One of the fears of being a parent is knowing that one day your child will hit puberty. At that time the body changes and wants to do it's own thing in which certain feelings and desires come about. Then we as parents begin to wonder when we need to have that "talk" with our child(ren). At what age should you begin talking to a child about sex?
If you're one to read/follow my blogs you know that I have two children, a son and daughter. My son is 13 (he will be the big 14 on Christmas Eve....time is surely flying by....ok ok, back to the blog) and my daughter just turned 12 (you would think that she is 30). As they were growing up I kept thinking...when should I sit them down to have the talk. I remember taking my children to the doctor when they were around 4 or 5 and the doctor asked them about good touch/bad touch. At that moment I realized that this talk is going to happen in phases. Children need to know at an early age what is appropriate and what's inappropriate. Every now and then I would ask my children about good/bad touch, just to make sure that they understood. When they hit elementary school other factors came into play. I had to think about what they were exposed to. On one particular day, my daughter came home and told me that two children were kissing and talking about sex on the playground (she was in the first grade at this time). I was thinking "WHAT...where in the blank blank did these kids get this from". Instead of reacting hysterically, I asked my daughter "what do you think about what you saw". She told me that it was nasty and that kids shouldn't be doing those types of things. I then asked her why. She responded by telling me that it's not right. It was then that I began to share a little more with her. I then asked my son about the kids his age and what are some of the things that he is seeing. Oh by the way, he was in third grade at the time. He informed me that his friends were talking about sex. I asked him how did he feel about it. He told me the typical child answer. "it's nasty and it's not right". Of course I asked why is it nasty and not right. He began to tell me that having sex when you're not married isn't right and God wants you to wait. I was stunned by his answer yet pleased coming from a 9 year old. At that time, I began to share a little more.

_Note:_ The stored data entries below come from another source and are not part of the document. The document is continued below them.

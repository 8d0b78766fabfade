use std::path::Path;
use std::sync::Mutex;

use anyhow::Result;
use rusqlite::Connection;
use tracing::info;

use crate::routes::MoodSample;

/// Mood history database. Append-heavy with tiny batches, so one connection
/// behind a mutex is enough.
pub struct MoodDb {
    conn: Mutex<Connection>,
}

impl MoodDb {
    pub fn open(path: &Path) -> Result<Self> {
        let conn = Connection::open(path)?;
        conn.pragma_update(None, "journal_mode", "WAL")?;

        run_migrations(&conn)?;

        info!("Mood DB opened at {}", path.display());
        Ok(Self {
            conn: Mutex::new(conn),
        })
    }

    /// Appends one request's samples to the history table.
    pub fn append_samples(&self, samples: &[MoodSample]) -> Result<()> {
        let conn = self
            .conn
            .lock()
            .map_err(|e| anyhow::anyhow!("DB lock poisoned: {}", e))?;
        for sample in samples {
            conn.execute(
                "INSERT INTO mood_samples (expression, captured_at) VALUES (?1, ?2)",
                rusqlite::params![&sample.expression, &sample.captured_at],
            )?;
        }
        Ok(())
    }
}

fn run_migrations(conn: &Connection) -> Result<()> {
    conn.execute_batch(
        "CREATE TABLE IF NOT EXISTS schema_version (version INTEGER NOT NULL);",
    )?;

    let version: i64 = conn
        .query_row("SELECT COALESCE(MAX(version), 0) FROM schema_version", [], |r| r.get(0))?;

    if version < 1 {
        info!("Mood DB: running migration v1 (initial schema)");
        conn.execute_batch(
            "
            CREATE TABLE mood_samples (
                id INTEGER PRIMARY KEY AUTOINCREMENT,
                expression TEXT NOT NULL,
                captured_at TEXT,
                recorded_at TEXT NOT NULL DEFAULT (datetime('now'))
            );

            INSERT INTO schema_version (version) VALUES (1);
            ",
        )?;
    }

    Ok(())
}

#[cfg(test)]
mod tests {
    use super::*;

    #[test]
    fn appended_samples_land_in_the_history_table() {
        let path =
            std::env::temp_dir().join(format!("solace_mood_db_{}.db", std::process::id()));
        let _ = std::fs::remove_file(&path);

        let db = MoodDb::open(&path).unwrap();
        db.append_samples(&[
            MoodSample {
                expression: "happy".to_string(),
                captured_at: Some("2026-03-01T10:00:00Z".to_string()),
            },
            MoodSample {
                expression: "sad".to_string(),
                captured_at: None,
            },
        ])
        .unwrap();

        let count: i64 = {
            let conn = Connection::open(&path).unwrap();
            conn.query_row("SELECT COUNT(*) FROM mood_samples", [], |r| r.get(0))
                .unwrap()
        };
        assert_eq!(count, 2);

        drop(db);
        let _ = std::fs::remove_file(&path);
    }
}
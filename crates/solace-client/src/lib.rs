pub mod chat;
pub mod registration;
pub mod session;

pub use chat::{ChatSubscription, ChatSync};
pub use registration::{
    RegistrationDetails, RegistrationForm, RegistrationOutcome, register_user,
};
pub use session::{BootstrapError, Session, SessionBootstrapper};
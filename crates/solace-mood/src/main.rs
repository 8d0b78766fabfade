mod analysis;
mod db;
mod routes;

use std::net::SocketAddr;
use std::path::PathBuf;
use std::sync::Arc;

use axum::http::{Method, header::CONTENT_TYPE};
use axum::{
    Router,
    routing::{get, post},
};
use tower_http::cors::{AllowOrigin, CorsLayer};
use tower_http::trace::TraceLayer;
use tracing::info;

use crate::db::MoodDb;
use crate::routes::AppState;

#[tokio::main]
async fn main() -> anyhow::Result<()> {
    let _ = dotenvy::dotenv();

    tracing_subscriber::fmt()
        .with_env_filter(
            tracing_subscriber::EnvFilter::try_from_default_env()
                .unwrap_or_else(|_| "solace_mood=debug,tower_http=debug".into()),
        )
        .init();

    let host = std::env::var("SOLACE_MOOD_HOST").unwrap_or_else(|_| "0.0.0.0".into());
    let port: u16 = std::env::var("SOLACE_MOOD_PORT")
        .unwrap_or_else(|_| "5000".into())
        .parse()?;
    let db_path: PathBuf = std::env::var("SOLACE_MOOD_DB_PATH")
        .unwrap_or_else(|_| "solace-mood.db".into())
        .into();

    let db = Arc::new(MoodDb::open(&db_path)?);
    let state = AppState { db };

    // CORS — permissive, clients post their logs from arbitrary origins
    let cors = CorsLayer::new()
        .allow_origin(AllowOrigin::any())
        .allow_methods([Method::GET, Method::POST, Method::OPTIONS])
        .allow_headers([CONTENT_TYPE])
        .allow_credentials(false);

    let app = Router::new()
        .route("/api/mood/analyze", post(routes::analyze_mood))
        .route("/health", get(routes::health))
        .layer(cors)
        .layer(TraceLayer::new_for_http())
        .with_state(state);

    let addr: SocketAddr = format!("{}:{}", host, port).parse()?;
    info!("Solace mood service listening on {}", addr);

    let listener = tokio::net::TcpListener::bind(addr).await?;
    axum::serve(listener, app)
        .with_graceful_shutdown(shutdown_signal())
        .await?;

    Ok(())
}

async fn shutdown_signal() {
    let ctrl_c = tokio::signal::ctrl_c();
    #[cfg(unix)]
    {
        let mut sigterm =
            tokio::signal::unix::signal(tokio::signal::unix::SignalKind::terminate())
                .expect("failed to install SIGTERM handler");
        tokio::select! {
            _ = ctrl_c => info!("Received Ctrl+C, shutting down..."),
            _ = sigterm.recv() => info!("Received SIGTERM, shutting down..."),
        }
    }
    #[cfg(not(unix))]
    {
        ctrl_c.await.ok();
        info!("Received Ctrl+C, shutting down...");
    }
}
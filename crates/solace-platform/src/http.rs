use std::path::PathBuf;

use async_trait::async_trait;
use futures_util::TryStreamExt;
use serde_json::Value;
use tokio::io::AsyncBufReadExt;
use tokio::sync::{Mutex, mpsc, watch};
use tokio_util::io::StreamReader;
use tracing::{debug, warn};

use solace_types::api::{
    CreateDocumentResponse, ErrorResponse, SignInTokenRequest, SignUpRequest, TokenGrant,
};
use solace_types::error::{BackendErrorKind, PlatformError, PlatformResult};
use solace_types::events::ListenEvent;
use solace_types::models::Identity;

use crate::config::PlatformConfig;
use crate::persist::{CredentialCache, PersistenceMode};
use crate::traits::{Authenticator, DocumentStore};

const API_KEY_HEADER: &str = "x-api-key";
const DEFAULT_CACHE_FILE: &str = ".solace-credentials.json";
const LISTEN_BUFFER: usize = 16;

/// Production connector speaking the platform REST + NDJSON protocol.
///
/// One instance carries both the auth and the document surface; callers hand
/// it around as `Arc<dyn Authenticator>` / `Arc<dyn DocumentStore>`.
pub struct HttpPlatform {
    http: reqwest::Client,
    config: PlatformConfig,
    cache: CredentialCache,
    grant: Mutex<Option<TokenGrant>>,
    identity_tx: watch::Sender<Option<Identity>>,
}

impl HttpPlatform {
    /// Connects with the default credential cache location.
    pub async fn connect(config: PlatformConfig) -> PlatformResult<Self> {
        Self::connect_with_cache(config, PathBuf::from(DEFAULT_CACHE_FILE)).await
    }

    /// Connects and restores a persisted credential if one is cached.
    pub async fn connect_with_cache(
        config: PlatformConfig,
        cache_path: PathBuf,
    ) -> PlatformResult<Self> {
        let http = reqwest::Client::builder()
            .build()
            .map_err(PlatformError::transport)?;
        let (identity_tx, _) = watch::channel(None);
        let platform = Self {
            http,
            config,
            cache: CredentialCache::new(cache_path),
            grant: Mutex::new(None),
            identity_tx,
        };
        if let Some(grant) = platform.cache.load().await {
            debug!("Restored persisted credential for {}", grant.user_id);
            let identity = Identity {
                user_id: grant.user_id.clone(),
            };
            *platform.grant.lock().await = Some(grant);
            platform.identity_tx.send_replace(Some(identity));
        }
        Ok(platform)
    }

    fn auth_request(&self, verb: &str) -> reqwest::RequestBuilder {
        let url = format!("{}/auth/v1/accounts:{}", self.config.endpoint, verb);
        self.http
            .post(url)
            .header(API_KEY_HEADER, self.config.api_key.as_str())
    }

    fn document_url(&self, path: &str) -> String {
        format!("{}/data/v1/documents/{}", self.config.endpoint, path)
    }

    /// Attaches the api key and, when signed in, the bearer token. Document
    /// requests without a signed-in grant go out unauthenticated and get
    /// judged by the backend's rules.
    async fn authed(&self, builder: reqwest::RequestBuilder) -> reqwest::RequestBuilder {
        let builder = builder.header(API_KEY_HEADER, self.config.api_key.as_str());
        match self.grant.lock().await.as_ref() {
            Some(grant) => builder.header("Authorization", format!("Bearer {}", grant.id_token)),
            None => builder,
        }
    }

    async fn send_json<T>(&self, req: reqwest::RequestBuilder) -> PlatformResult<T>
    where
        T: serde::de::DeserializeOwned,
    {
        let resp = req.send().await.map_err(PlatformError::transport)?;
        if resp.status().is_success() {
            resp.json::<T>().await.map_err(PlatformError::decode)
        } else {
            Err(Self::read_backend_error(resp).await)
        }
    }

    /// Turns a non-2xx response into the classified backend error. Bodies
    /// that are not the structured error shape land in the default kind with
    /// the raw text preserved.
    async fn read_backend_error(resp: reqwest::Response) -> PlatformError {
        let status = resp.status();
        let body = resp.text().await.unwrap_or_default();
        match serde_json::from_str::<ErrorResponse>(&body) {
            Ok(parsed) => PlatformError::Backend(BackendErrorKind::from_code(
                &parsed.error.code,
                &parsed.error.message,
            )),
            Err(_) => PlatformError::Backend(BackendErrorKind::Other {
                code: format!("http/{}", status.as_u16()),
                message: if body.is_empty() {
                    status.to_string()
                } else {
                    body
                },
            }),
        }
    }

    async fn complete_sign_in(&self, grant: TokenGrant) -> PlatformResult<Identity> {
        let identity = Identity {
            user_id: grant.user_id.clone(),
        };
        self.cache.persist(&grant).await;
        *self.grant.lock().await = Some(grant);
        self.identity_tx.send_replace(Some(identity.clone()));
        Ok(identity)
    }
}

#[async_trait]
impl Authenticator for HttpPlatform {
    async fn sign_in_anonymously(&self) -> PlatformResult<Identity> {
        let req = self.auth_request("signInAnonymously").json(&serde_json::json!({}));
        let grant: TokenGrant = self.send_json(req).await?;
        self.complete_sign_in(grant).await
    }

    async fn sign_in_with_token(&self, token: &str) -> PlatformResult<Identity> {
        let body = SignInTokenRequest {
            token: token.to_string(),
        };
        let req = self.auth_request("signInWithToken").json(&body);
        let grant: TokenGrant = self.send_json(req).await?;
        self.complete_sign_in(grant).await
    }

    async fn create_account(&self, email: &str, password: &str) -> PlatformResult<Identity> {
        let body = SignUpRequest {
            email: email.to_string(),
            password: password.to_string(),
        };
        let req = self.auth_request("signUp").json(&body);
        let grant: TokenGrant = self.send_json(req).await?;
        self.complete_sign_in(grant).await
    }

    async fn set_persistence(&self, mode: PersistenceMode) -> PlatformResult<()> {
        self.cache.set_mode(mode).await;
        if mode == PersistenceMode::Durable {
            if let Some(grant) = self.grant.lock().await.as_ref() {
                self.cache.persist(grant).await;
            }
        }
        Ok(())
    }

    fn watch_identity(&self) -> watch::Receiver<Option<Identity>> {
        self.identity_tx.subscribe()
    }
}

#[async_trait]
impl DocumentStore for HttpPlatform {
    async fn add_document(
        &self,
        collection_path: &str,
        fields: Value,
    ) -> PlatformResult<String> {
        let url = self.document_url(collection_path);
        let req = self.authed(self.http.post(url)).await.json(&fields);
        let resp: CreateDocumentResponse = self.send_json(req).await?;
        Ok(resp.id)
    }

    async fn put_document(
        &self,
        document_path: &str,
        fields: Value,
    ) -> PlatformResult<()> {
        let url = self.document_url(document_path);
        let req = self.authed(self.http.put(url)).await.json(&fields);
        let resp = req.send().await.map_err(PlatformError::transport)?;
        if resp.status().is_success() {
            Ok(())
        } else {
            Err(Self::read_backend_error(resp).await)
        }
    }

    async fn listen(
        &self,
        collection_path: &str,
    ) -> PlatformResult<mpsc::Receiver<PlatformResult<ListenEvent>>> {
        let url = format!("{}:listen", self.document_url(collection_path));
        let req = self.authed(self.http.get(url)).await;
        let resp = req.send().await.map_err(PlatformError::transport)?;
        if !resp.status().is_success() {
            return Err(Self::read_backend_error(resp).await);
        }
        debug!("Listen stream open on {collection_path}");
        let (tx, rx) = mpsc::channel(LISTEN_BUFFER);
        tokio::spawn(pump_listen_frames(resp, tx));
        Ok(rx)
    }
}

/// Reads NDJSON frames off the response body until the stream or the
/// receiver goes away. One transport error is forwarded, then the stream
/// ends; reconnecting is the caller's decision.
async fn pump_listen_frames(
    resp: reqwest::Response,
    tx: mpsc::Sender<PlatformResult<ListenEvent>>,
) {
    let stream = resp.bytes_stream().map_err(std::io::Error::other);
    let mut lines = StreamReader::new(stream).lines();
    loop {
        match lines.next_line().await {
            Ok(Some(line)) => {
                let frame = line.trim();
                if frame.is_empty() {
                    continue;
                }
                match serde_json::from_str::<ListenEvent>(frame) {
                    Ok(event) => {
                        if tx.send(Ok(event)).await.is_err() {
                            // Receiver dropped; stop reading.
                            break;
                        }
                    }
                    Err(err) => warn!("Skipping undecodable listen frame: {err}"),
                }
            }
            Ok(None) => {
                debug!("Listen stream ended");
                break;
            }
            Err(err) => {
                let _ = tx.send(Err(PlatformError::transport(&err))).await;
                break;
            }
        }
    }
}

Once my children hit the double digits, I realized that the time is going to come for me to go more in depth. I started to think back on when I had my first kiss...etc. I realized that I really need to make it a point to make sure that they understand the implications and complications when it comes to sex. As each year passes I began to share more with my children.
It's all a matter of maturity. As their bodies develop and change, they need to understand what it going on and why. You know the maturity level of your child(ren). At 12 and 13 my children know about sex and everything that can and could come along with it; mentally, physically, and spiritually. Society is playing a major part in our children's lives when it comes to sex. This is not a one time conversation that you have with a pre-teen. Start early with just touch and continue to talk to your child(ren) as they mature.
As always....Be Blessed!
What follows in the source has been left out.